# Exercise
Retype each line below precisely.

===== Data provided

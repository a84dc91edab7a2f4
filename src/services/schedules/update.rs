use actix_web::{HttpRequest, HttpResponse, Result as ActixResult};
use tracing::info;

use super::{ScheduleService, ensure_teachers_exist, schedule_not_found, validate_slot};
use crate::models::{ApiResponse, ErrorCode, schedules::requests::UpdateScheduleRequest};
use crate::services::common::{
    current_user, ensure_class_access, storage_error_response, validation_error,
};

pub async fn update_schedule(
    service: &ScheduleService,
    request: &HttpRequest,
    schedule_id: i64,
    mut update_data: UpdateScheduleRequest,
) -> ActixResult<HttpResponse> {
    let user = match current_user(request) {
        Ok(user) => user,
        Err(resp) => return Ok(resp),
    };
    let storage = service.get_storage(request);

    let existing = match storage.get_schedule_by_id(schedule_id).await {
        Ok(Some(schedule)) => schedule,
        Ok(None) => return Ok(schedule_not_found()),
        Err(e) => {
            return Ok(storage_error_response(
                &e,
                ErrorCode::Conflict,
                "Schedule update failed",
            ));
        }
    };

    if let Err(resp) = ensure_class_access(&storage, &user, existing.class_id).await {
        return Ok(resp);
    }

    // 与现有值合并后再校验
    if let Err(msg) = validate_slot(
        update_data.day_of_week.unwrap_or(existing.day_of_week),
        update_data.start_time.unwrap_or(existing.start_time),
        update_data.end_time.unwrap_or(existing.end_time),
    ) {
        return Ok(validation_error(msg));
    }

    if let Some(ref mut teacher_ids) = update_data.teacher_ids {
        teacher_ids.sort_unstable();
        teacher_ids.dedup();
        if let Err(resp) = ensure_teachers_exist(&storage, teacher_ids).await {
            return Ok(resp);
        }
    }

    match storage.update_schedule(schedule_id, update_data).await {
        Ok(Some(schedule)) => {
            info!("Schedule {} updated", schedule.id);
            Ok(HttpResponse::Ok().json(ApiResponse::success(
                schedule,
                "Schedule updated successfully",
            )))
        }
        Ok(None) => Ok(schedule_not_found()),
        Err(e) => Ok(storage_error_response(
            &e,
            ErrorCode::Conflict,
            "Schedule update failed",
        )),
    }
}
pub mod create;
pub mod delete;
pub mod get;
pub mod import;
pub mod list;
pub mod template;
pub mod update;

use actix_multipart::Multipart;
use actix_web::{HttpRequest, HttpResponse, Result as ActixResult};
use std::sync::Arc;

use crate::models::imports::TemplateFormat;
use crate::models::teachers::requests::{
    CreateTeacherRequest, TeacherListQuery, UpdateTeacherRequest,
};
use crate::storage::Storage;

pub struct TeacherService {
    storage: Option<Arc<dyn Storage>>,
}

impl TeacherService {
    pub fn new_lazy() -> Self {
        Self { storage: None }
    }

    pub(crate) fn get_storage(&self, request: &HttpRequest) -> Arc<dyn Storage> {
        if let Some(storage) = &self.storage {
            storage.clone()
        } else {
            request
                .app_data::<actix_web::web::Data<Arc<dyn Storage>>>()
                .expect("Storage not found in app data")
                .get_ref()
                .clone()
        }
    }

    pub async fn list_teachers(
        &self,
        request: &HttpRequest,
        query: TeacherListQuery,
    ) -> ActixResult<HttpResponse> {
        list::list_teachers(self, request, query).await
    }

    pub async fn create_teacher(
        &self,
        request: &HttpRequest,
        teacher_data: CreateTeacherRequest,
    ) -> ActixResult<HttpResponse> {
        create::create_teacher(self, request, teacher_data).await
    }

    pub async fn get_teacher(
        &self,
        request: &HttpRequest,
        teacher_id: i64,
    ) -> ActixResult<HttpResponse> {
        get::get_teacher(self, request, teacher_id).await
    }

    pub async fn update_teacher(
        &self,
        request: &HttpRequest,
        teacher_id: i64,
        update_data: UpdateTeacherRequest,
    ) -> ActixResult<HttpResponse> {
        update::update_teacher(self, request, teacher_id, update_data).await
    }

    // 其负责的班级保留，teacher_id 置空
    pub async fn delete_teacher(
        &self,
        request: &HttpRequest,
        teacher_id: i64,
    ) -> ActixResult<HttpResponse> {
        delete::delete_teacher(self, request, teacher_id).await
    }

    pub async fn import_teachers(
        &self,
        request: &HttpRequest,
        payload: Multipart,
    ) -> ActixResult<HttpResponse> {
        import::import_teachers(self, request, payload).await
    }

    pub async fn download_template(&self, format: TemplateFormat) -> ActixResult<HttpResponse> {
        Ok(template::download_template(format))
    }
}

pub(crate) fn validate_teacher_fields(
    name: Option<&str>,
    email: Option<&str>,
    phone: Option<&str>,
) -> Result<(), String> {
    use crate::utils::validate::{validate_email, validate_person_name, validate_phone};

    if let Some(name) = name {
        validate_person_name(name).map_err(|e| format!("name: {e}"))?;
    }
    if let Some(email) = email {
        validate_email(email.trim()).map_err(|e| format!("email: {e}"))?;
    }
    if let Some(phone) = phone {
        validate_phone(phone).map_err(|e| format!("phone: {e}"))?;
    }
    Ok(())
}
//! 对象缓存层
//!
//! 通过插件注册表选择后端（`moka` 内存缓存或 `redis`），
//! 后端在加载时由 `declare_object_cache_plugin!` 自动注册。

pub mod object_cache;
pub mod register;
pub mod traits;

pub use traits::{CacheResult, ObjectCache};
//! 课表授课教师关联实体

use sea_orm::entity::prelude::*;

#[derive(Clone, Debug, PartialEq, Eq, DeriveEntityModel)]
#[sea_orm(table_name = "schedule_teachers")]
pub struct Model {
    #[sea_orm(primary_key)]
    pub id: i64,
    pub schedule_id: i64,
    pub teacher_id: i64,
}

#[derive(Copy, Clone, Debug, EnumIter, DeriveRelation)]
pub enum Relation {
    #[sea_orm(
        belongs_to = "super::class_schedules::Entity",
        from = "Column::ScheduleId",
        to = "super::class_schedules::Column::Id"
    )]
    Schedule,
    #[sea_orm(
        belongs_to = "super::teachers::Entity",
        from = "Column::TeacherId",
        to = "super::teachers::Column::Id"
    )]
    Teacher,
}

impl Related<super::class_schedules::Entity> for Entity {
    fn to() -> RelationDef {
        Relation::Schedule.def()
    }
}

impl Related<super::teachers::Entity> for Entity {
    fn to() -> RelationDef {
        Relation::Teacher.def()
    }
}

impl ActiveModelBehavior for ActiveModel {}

==========

# Exercise response
repository a84dc91edab7a2f4
filename src/services/schedules/update.rs
use actix_web::{HttpRequest, HttpResponse, Result as ActixResult};
use tracing::info;

use super::{ScheduleService, ensure_teachers_exist, schedule_not_found, validate_slot};
use crate::models::{ApiResponse, ErrorCode, schedules::requests::UpdateScheduleRequest};
use crate::services::common::{
    current_user, ensure_class_access, storage_error_response, validation_error,
};

pub async fn update_schedule(
    service: &ScheduleService,
    request: &HttpRequest,
    schedule_id: i64,
    mut update_data: UpdateScheduleRequest,
) -> ActixResult<HttpResponse> {
    let user = match current_user(request) {
        Ok(user) => user,
        Err(resp) => return Ok(resp),
    };
    let storage = service.get_storage(request);

    let existing = match storage.get_schedule_by_id(schedule_id).await {
        Ok(Some(schedule)) => schedule,
        Ok(None) => return Ok(schedule_not_found()),
        Err(e) => {
            return Ok(storage_error_response(
                &e,
                ErrorCode::Conflict,
                "Schedule update failed",
            ));
        }
    };

    if let Err(resp) = ensure_class_access(&storage, &user, existing.class_id).await {
        return Ok(resp);
    }

    // 与现有值合并后再校验
    if let Err(msg) = validate_slot(
        update_data.day_of_week.unwrap_or(existing.day_of_week),
        update_data.start_time.unwrap_or(existing.start_time),
        update_data.end_time.unwrap_or(existing.end_time),
    ) {
        return Ok(validation_error(msg));
    }

    if let Some(ref mut teacher_ids) = update_data.teacher_ids {
        teacher_ids.sort_unstable();
        teacher_ids.dedup();
        if let Err(resp) = ensure_teachers_exist(&storage, teacher_ids).await {
            return Ok(resp);
        }
    }

    match storage.update_schedule(schedule_id, update_data).await {
        Ok(Some(schedule)) => {
            info!("Schedule {} updated", schedule.id);
            Ok(HttpResponse::Ok().json(ApiResponse::success(
                schedule,
                "Schedule updated successfully",
            )))
        }
        Ok(None) => Ok(schedule_not_found()),
        Err(e) => Ok(storage_error_response(
            &e,
            ErrorCode::Conflict,
            "Schedule update failed",
        )),
    }
}
pub mod create;
pub mod delete;
pub mod get;
pub mod import;
pub mod list;
pub mod template;
pub mod update;

use actix_multipart::Multipart;
use actix_web::{HttpRequest, HttpResponse, Result as ActixResult};
use std::sync::Arc;

use crate::models::imports::TemplateFormat;
use crate::models::teachers::requests::{
    CreateTeacherRequest, TeacherListQuery, UpdateTeacherRequest,
};
use crate::storage::Storage;

pub struct TeacherService {
    storage: Option<Arc<dyn Storage>>,
}

impl TeacherService {
    pub fn new_lazy() -> Self {
        Self { storage: None }
    }

    pub(crate) fn get_storage(&self, request: &HttpRequest) -> Arc<dyn Storage> {
        if let Some(storage) = &self.storage {
            storage.clone()
        } else {
            request
                .app_data::<actix_web::web::Data<Arc<dyn Storage>>>()
                .expect("Storage not found in app data")
                .get_ref()
                .clone()
        }
    }

    pub async fn list_teachers(
        &self,
        request: &HttpRequest,
        query: TeacherListQuery,
    ) -> ActixResult<HttpResponse> {
        list::list_teachers(self, request, query).await
    }

    pub async fn create_teacher(
        &self,
        request: &HttpRequest,
        teacher_data: CreateTeacherRequest,
    ) -> ActixResult<HttpResponse> {
        create::create_teacher(self, request, teacher_data).await
    }

    pub async fn get_teacher(
        &self,
        request: &HttpRequest,
        teacher_id: i64,
    ) -> ActixResult<HttpResponse> {
        get::get_teacher(self, request, teacher_id).await
    }

    pub async fn update_teacher(
        &self,
        request: &HttpRequest,
        teacher_id: i64,
        update_data: UpdateTeacherRequest,
    ) -> ActixResult<HttpResponse> {
        update::update_teacher(self, request, teacher_id, update_data).await
    }

    // 其负责的班级保留，teacher_id 置空
    pub async fn delete_teacher(
        &self,
        request: &HttpRequest,
        teacher_id: i64,
    ) -> ActixResult<HttpResponse> {
        delete::delete_teacher(self, request, teacher_id).await
    }

    pub async fn import_teachers(
        &self,
        request: &HttpRequest,
        payload: Multipart,
    ) -> ActixResult<HttpResponse> {
        import::import_teachers(self, request, payload).await
    }

    pub async fn download_template(&self, format: TemplateFormat) -> ActixResult<HttpResponse> {
        Ok(template::download_template(format))
    }
}

pub(crate) fn validate_teacher_fields(
    name: Option<&str>,
    email: Option<&str>,
    phone: Option<&str>,
) -> Result<(), String> {
    use crate::utils::validate::{validate_email, validate_person_name, validate_phone};

    if let Some(name) = name {
        validate_person_name(name).map_err(|e| format!("name: {e}"))?;
    }
    if let Some(email) = email {
        validate_email(email.trim()).map_err(|e| format!("email: {e}"))?;
    }
    if let Some(phone) = phone {
        validate_phone(phone).map_err(|e| format!("phone: {e}"))?;
    }
    Ok(())
}
//! 对象缓存层
//!
//! 通过插件注册表选择后端（`moka` 内存缓存或 `redis`），
//! 后端在加载时由 `declare_object_cache_plugin!` 自动注册。

pub mod object_cache;
pub mod register;
pub mod traits;

pub use traits::{CacheResult, ObjectCache};
//! 课表授课教师关联实体

use sea_orm::entity::prelude::*;

#[derive(Clone, Debug, PartialEq, Eq, DeriveEntityModel)]
#[sea_orm(table_name = "schedule_teachers")]
pub struct Model {
    #[sea_orm(primary_key)]
    pub id: i64,
    pub schedule_id: i64,
    pub teacher_id: i64,
}

#[derive(Copy, Clone, Debug, EnumIter, DeriveRelation)]
pub enum Relation {
    #[sea_orm(
        belongs_to = "super::class_schedules::Entity",
        from = "Column::ScheduleId",
        to = "super::class_schedules::Column::Id"
    )]
    Schedule,
    #[sea_orm(
        belongs_to = "super::teachers::Entity",
        from = "Column::TeacherId",
        to = "super::teachers::Column::Id"
    )]
    Teacher,
}

impl Related<super::class_schedules::Entity> for Entity {
    fn to() -> RelationDef {
        Relation::Schedule.def()
    }
}

impl Related<super::teachers::Entity> for Entity {
    fn to() -> RelationDef {
        Relation::Teacher.def()
    }
}

impl ActiveModelBehavior for ActiveModel {}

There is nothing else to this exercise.